La pièce de Sabrina Schroeder clôturait le concert de façon presque ironique. La compositrice créé une musique qui imite la musique électronique. Suite de sons sans structure évidente, cette pièce a fait vibrer la salle et visiblement le cœur des spectateurs torontois qui ont chaleureusement applaudi l’œuvre. Tour de force technique que de faire sonner l’ECM+ comme s’il n’était pas là, grande abnégation des musiciens, particulièrement des cordistes, de jouer sur des instruments accordés au plus bas de leur registre, laissant les cordes en mode vibration lente et libre. Cette séduisante pièce s’écoute aisément, on aurait aimé toutefois une ambiance visuelle, un éclairage, ou encore avoir pu déambuler dans la salle pour vivre une expérience plus complète, plus globale.

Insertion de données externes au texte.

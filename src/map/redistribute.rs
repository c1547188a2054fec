//! Communication plans moving multi-vector data between two maps.
//!
//! A plan pairs source elements with target elements holding the same global
//! index. Pairs on the same rank are copied directly; the rest travel through
//! one personalized exchange per call. `forward` runs source -> target,
//! `reverse` runs the same pairs target -> source.

use std::collections::HashMap;

use log::trace;

use crate::core::multivector::MultiVector;
use crate::error::MatError;
use crate::map::BlockMap;
use crate::parallel::Comm;

/// How arriving values combine with what the target already holds.
#[derive(Clone, Copy, Debug, PartialEq, Eq)]
pub enum CombineMode {
    /// Overwrite.
    Insert,
    /// Accumulate.
    Add,
}

impl CombineMode {
    #[inline]
    fn apply(self, slot: &mut f64, value: f64) {
        match self {
            CombineMode::Insert => *slot = value,
            CombineMode::Add => *slot += value,
        }
    }
}

pub struct Redistributor<C: Comm> {
    source: BlockMap<C>,
    target: BlockMap<C>,
    /// (source lid, target lid) pairs on this rank.
    permutes: Vec<(usize, usize)>,
    /// Per rank: source lids whose values are sent there on a forward move.
    sends: Vec<Vec<usize>>,
    /// Per rank: target lids filled from there, in the sender's order.
    recvs: Vec<Vec<usize>>,
}

/// Lowest rank listing each of `wanted` in `map`, with its position there.
/// Indices no rank lists are absent from the result. Collective.
///
/// Owners are found through a directory: global index `g` is registered on
/// rank `g mod size`, which answers the queries for it. Each rank holds its
/// own indices plus its share of the directory, never the whole index set.
fn locate_owners<C: Comm>(map: &BlockMap<C>, wanted: &[i64]) -> HashMap<i64, (usize, usize)> {
    let comm = map.comm();
    let size = comm.size();
    let home = |gid: i64| gid.rem_euclid(size as i64) as usize;

    let mut registrations = vec![Vec::new(); size];
    for (lid, &gid) in map.my_global_ids().iter().enumerate() {
        registrations[home(gid)].extend([gid, lid as i64]);
    }
    // senders arrive in rank order, so the first registration is the lowest rank
    let mut directory = HashMap::new();
    for (rank, pairs) in comm.exchange(registrations).iter().enumerate() {
        for pair in pairs.chunks_exact(2) {
            directory.entry(pair[0]).or_insert((rank, pair[1] as usize));
        }
    }

    let mut queries = vec![Vec::new(); size];
    for &gid in wanted {
        queries[home(gid)].push(gid);
    }
    let answers: Vec<Vec<i64>> = comm
        .exchange(queries.clone())
        .iter()
        .map(|gids| {
            gids.iter()
                .flat_map(|gid| match directory.get(gid) {
                    Some(&(rank, lid)) => [rank as i64, lid as i64],
                    None => [-1, 0],
                })
                .collect()
        })
        .collect();

    let mut owners = HashMap::with_capacity(wanted.len());
    for (asked, reply) in queries.iter().zip(comm.exchange(answers)) {
        for (&gid, answer) in asked.iter().zip(reply.chunks_exact(2)) {
            if answer[0] >= 0 {
                owners.insert(gid, (answer[0] as usize, answer[1] as usize));
            }
        }
    }
    owners
}

fn not_held_by<C: Comm>(gids: &[i64], map: &BlockMap<C>) -> Vec<i64> {
    gids.iter().copied().filter(|&gid| !map.my_gid(gid)).collect()
}

fn to_wire(lids: Vec<Vec<usize>>) -> Vec<Vec<u64>> {
    lids.into_iter()
        .map(|l| l.into_iter().map(|x| x as u64).collect())
        .collect()
}

fn from_wire(lids: Vec<Vec<u64>>) -> Vec<Vec<usize>> {
    lids.into_iter()
        .map(|l| l.into_iter().map(|x| x as usize).collect())
        .collect()
}

impl<C: Comm> Redistributor<C> {
    /// Pull plan: every target element receives exactly one source value,
    /// taken locally when this rank owns the index in `source`, otherwise
    /// from the lowest rank that does. Collective.
    ///
    /// Fails on every rank if any rank holds a target index that no rank
    /// owns in `source`.
    pub fn import(source: &BlockMap<C>, target: &BlockMap<C>) -> Result<Self, MatError> {
        let comm = source.comm();
        let size = comm.size();
        let owners = locate_owners(source, &not_held_by(target.my_global_ids(), source));

        let mut permutes = Vec::new();
        let mut requests = vec![Vec::new(); size];
        let mut recvs = vec![Vec::new(); size];
        let mut missing = None;
        for (tgt_lid, &gid) in target.my_global_ids().iter().enumerate() {
            if let Some(src_lid) = source.lid(gid) {
                permutes.push((src_lid, tgt_lid));
            } else if let Some(&(rank, src_lid)) = owners.get(&gid) {
                requests[rank].push(src_lid);
                recvs[rank].push(tgt_lid);
            } else if missing.is_none() {
                missing = Some(gid);
            }
        }

        // Agree on failure before the exchange so no rank is left waiting.
        let flags = comm.all_gather(&[i64::from(missing.is_some()), missing.unwrap_or(0)]);
        if let Some(gid) = flags.iter().find(|f| f[0] == 1).map(|f| f[1]) {
            return Err(MatError::MissingGlobalIndex(gid));
        }

        let sends = from_wire(comm.exchange(to_wire(requests)));
        trace!(
            "import plan: {} local, {} remote, {} exported",
            permutes.len(),
            recvs.iter().map(Vec::len).sum::<usize>(),
            sends.iter().map(Vec::len).sum::<usize>()
        );
        Ok(Redistributor { source: source.clone(), target: target.clone(), permutes, sends, recvs })
    }

    /// Push plan: every source element is delivered to one target element
    /// with the same global index, on this rank when possible, otherwise on
    /// the lowest rank owning it in `target`. Source indices absent from
    /// `target` are dropped. Collective.
    pub fn export(source: &BlockMap<C>, target: &BlockMap<C>) -> Result<Self, MatError> {
        let comm = source.comm();
        let size = comm.size();
        let owners = locate_owners(target, &not_held_by(source.my_global_ids(), target));

        let mut permutes = Vec::new();
        let mut sends = vec![Vec::new(); size];
        let mut notices = vec![Vec::new(); size];
        let mut dropped = 0usize;
        for (src_lid, &gid) in source.my_global_ids().iter().enumerate() {
            if let Some(tgt_lid) = target.lid(gid) {
                permutes.push((src_lid, tgt_lid));
            } else if let Some(&(rank, tgt_lid)) = owners.get(&gid) {
                sends[rank].push(src_lid);
                notices[rank].push(tgt_lid);
            } else {
                dropped += 1;
            }
        }

        let recvs = from_wire(comm.exchange(to_wire(notices)));
        trace!(
            "export plan: {} local, {} sent, {} received, {} dropped",
            permutes.len(),
            sends.iter().map(Vec::len).sum::<usize>(),
            recvs.iter().map(Vec::len).sum::<usize>(),
            dropped
        );
        Ok(Redistributor { source: source.clone(), target: target.clone(), permutes, sends, recvs })
    }

    pub fn source_map(&self) -> &BlockMap<C> {
        &self.source
    }

    pub fn target_map(&self) -> &BlockMap<C> {
        &self.target
    }

    /// Pairs resolved without communication.
    pub fn num_local(&self) -> usize {
        self.permutes.len()
    }

    /// Target elements filled by other ranks on a forward move.
    pub fn num_remote(&self) -> usize {
        self.recvs.iter().map(Vec::len).sum()
    }

    /// Source elements shipped to other ranks on a forward move.
    pub fn num_sent(&self) -> usize {
        self.sends.iter().map(Vec::len).sum()
    }

    /// Moves `src` (over the source map) into `tgt` (over the target map).
    /// Collective.
    pub fn forward(&self, src: &MultiVector<C>, tgt: &mut MultiVector<C>, mode: CombineMode) -> Result<(), MatError> {
        self.check(src, &self.source, tgt, &self.target)?;
        self.transfer(src, tgt, mode, false)
    }

    /// Moves `src` (over the target map) back into `tgt` (over the source
    /// map) along the same pairs. Collective.
    pub fn reverse(&self, src: &MultiVector<C>, tgt: &mut MultiVector<C>, mode: CombineMode) -> Result<(), MatError> {
        self.check(src, &self.target, tgt, &self.source)?;
        self.transfer(src, tgt, mode, true)
    }

    fn check(&self, src: &MultiVector<C>, src_map: &BlockMap<C>, tgt: &MultiVector<C>, tgt_map: &BlockMap<C>) -> Result<(), MatError> {
        if src.num_vectors() != tgt.num_vectors() {
            return Err(MatError::VectorCountMismatch { x: src.num_vectors(), y: tgt.num_vectors() });
        }
        for (v, map) in [(src, src_map), (tgt, tgt_map)] {
            if v.my_length() != map.num_my_elements() {
                return Err(MatError::LengthMismatch { expected: map.num_my_elements(), found: v.my_length() });
            }
        }
        Ok(())
    }

    fn transfer(&self, from: &MultiVector<C>, to: &mut MultiVector<C>, mode: CombineMode, reversed: bool) -> Result<(), MatError> {
        let (send_lids, recv_lids) = if reversed { (&self.recvs, &self.sends) } else { (&self.sends, &self.recvs) };
        let nv = from.num_vectors();

        let outgoing: Vec<Vec<f64>> = send_lids
            .iter()
            .map(|lids| {
                let mut buf = Vec::with_capacity(lids.len() * nv);
                for k in 0..nv {
                    let col = from.column(k);
                    buf.extend(lids.iter().map(|&l| col[l]));
                }
                buf
            })
            .collect();
        let incoming = self.source.comm().exchange(outgoing);

        for k in 0..nv {
            let src = from.column(k);
            let dst = to.column_mut(k);
            for &(s, t) in &self.permutes {
                let (a, b) = if reversed { (t, s) } else { (s, t) };
                mode.apply(&mut dst[b], src[a]);
            }
            for (lids, buf) in recv_lids.iter().zip(&incoming) {
                let n = lids.len();
                let vals = buf
                    .get(k * n..(k + 1) * n)
                    .ok_or(MatError::LengthMismatch { expected: nv * n, found: buf.len() })?;
                for (&l, &v) in lids.iter().zip(vals) {
                    mode.apply(&mut dst[l], v);
                }
            }
        }
        Ok(())
    }
}

#[cfg(test)]
mod tests {
    use super::*;
    use crate::parallel::{SerialComm, ThreadComm};

    #[test]
    fn serial_import_permutes_locally() {
        let src = BlockMap::from_global_ids(vec![0, 1, 2], SerialComm).unwrap();
        let tgt = BlockMap::from_global_ids(vec![2, 0], SerialComm).unwrap();
        let plan = Redistributor::import(&src, &tgt).unwrap();
        assert_eq!((plan.num_local(), plan.num_remote()), (2, 0));

        let x = MultiVector::from_columns(src, vec![vec![10.0, 11.0, 12.0]]).unwrap();
        let mut y = MultiVector::new(tgt, 1);
        plan.forward(&x, &mut y, CombineMode::Insert).unwrap();
        assert_eq!(y.column(0), &[12.0, 10.0]);
    }

    #[test]
    fn directory_finds_lowest_owner() {
        let found = ThreadComm::run(3, |comm| {
            let gids = match comm.rank() {
                0 => vec![7, -4],
                1 => vec![3, 7, 10],
                _ => vec![-4, 3],
            };
            let map = BlockMap::from_global_ids(gids, comm.clone()).unwrap();
            let wanted: Vec<i64> = if comm.rank() == 2 { vec![7, 10, 11] } else { vec![] };
            let mut owners: Vec<_> = locate_owners(&map, &wanted).into_iter().collect();
            owners.sort();
            owners
        });
        assert!(found[0].is_empty() && found[1].is_empty());
        // 7 is listed by ranks 0 and 1; 11 by nobody
        assert_eq!(found[2], vec![(7, (0, 0)), (10, (1, 2))]);
    }

    #[test]
    fn import_of_unknown_index_fails() {
        let src = BlockMap::from_global_ids(vec![0, 1], SerialComm).unwrap();
        let tgt = BlockMap::from_global_ids(vec![1, 5], SerialComm).unwrap();
        let err = Redistributor::import(&src, &tgt).err();
        assert_eq!(err, Some(MatError::MissingGlobalIndex(5)));
    }

    #[test]
    fn export_drops_unmatched_and_reverse_adds_back() {
        let src = BlockMap::from_global_ids(vec![0, 1, 9], SerialComm).unwrap();
        let tgt = BlockMap::from_global_ids(vec![1, 0], SerialComm).unwrap();
        let plan = Redistributor::export(&src, &tgt).unwrap();
        assert_eq!(plan.num_local(), 2);

        let x = MultiVector::from_columns(src.clone(), vec![vec![1.0, 2.0, 3.0]]).unwrap();
        let mut y = MultiVector::new(tgt, 1);
        plan.forward(&x, &mut y, CombineMode::Add).unwrap();
        assert_eq!(y.column(0), &[2.0, 1.0]);

        let mut back = MultiVector::from_columns(src, vec![vec![1.0, 1.0, 1.0]]).unwrap();
        plan.reverse(&y, &mut back, CombineMode::Add).unwrap();
        assert_eq!(back.column(0), &[2.0, 3.0, 1.0]);
    }

    #[test]
    fn mismatched_lengths_are_rejected() {
        let a = BlockMap::linear(3, SerialComm);
        let b = BlockMap::linear(4, SerialComm);
        let plan = Redistributor::import(&a, &a).unwrap();
        let x = MultiVector::new(a.clone(), 1);
        let mut y = MultiVector::new(b, 1);
        assert_eq!(
            plan.forward(&x, &mut y, CombineMode::Insert),
            Err(MatError::LengthMismatch { expected: 3, found: 4 })
        );
    }
}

Le meilleur moment musical de la soirée nous a été offert par Adam Scime. Inspirée par l’architecture, Liminal Pathways a d’abord donné la possibilité à l’ECM+ de sonner de façon extraordinaire. On entendait ici toute la profondeur, la richesse des instruments. Tout à coup, on avait l’impression que le nombre de musiciens avait été multiplié par dix. La partition, minutieusement écrite, ne laisse pas de place à l’improvisation et semble très difficile à exécuter. L’extrême concentration des musiciens instille alors une sorte d’excitation chez l’auditeur. La structure de l’œuvre et l’utilisation plus conventionnelle des instruments rendent également l’abord assez facile pour les mélomanes. Il y a fort à parier que Scime se retrouvera très bientôt à écrire pour orchestre. Il devrait y connaître un certain succès…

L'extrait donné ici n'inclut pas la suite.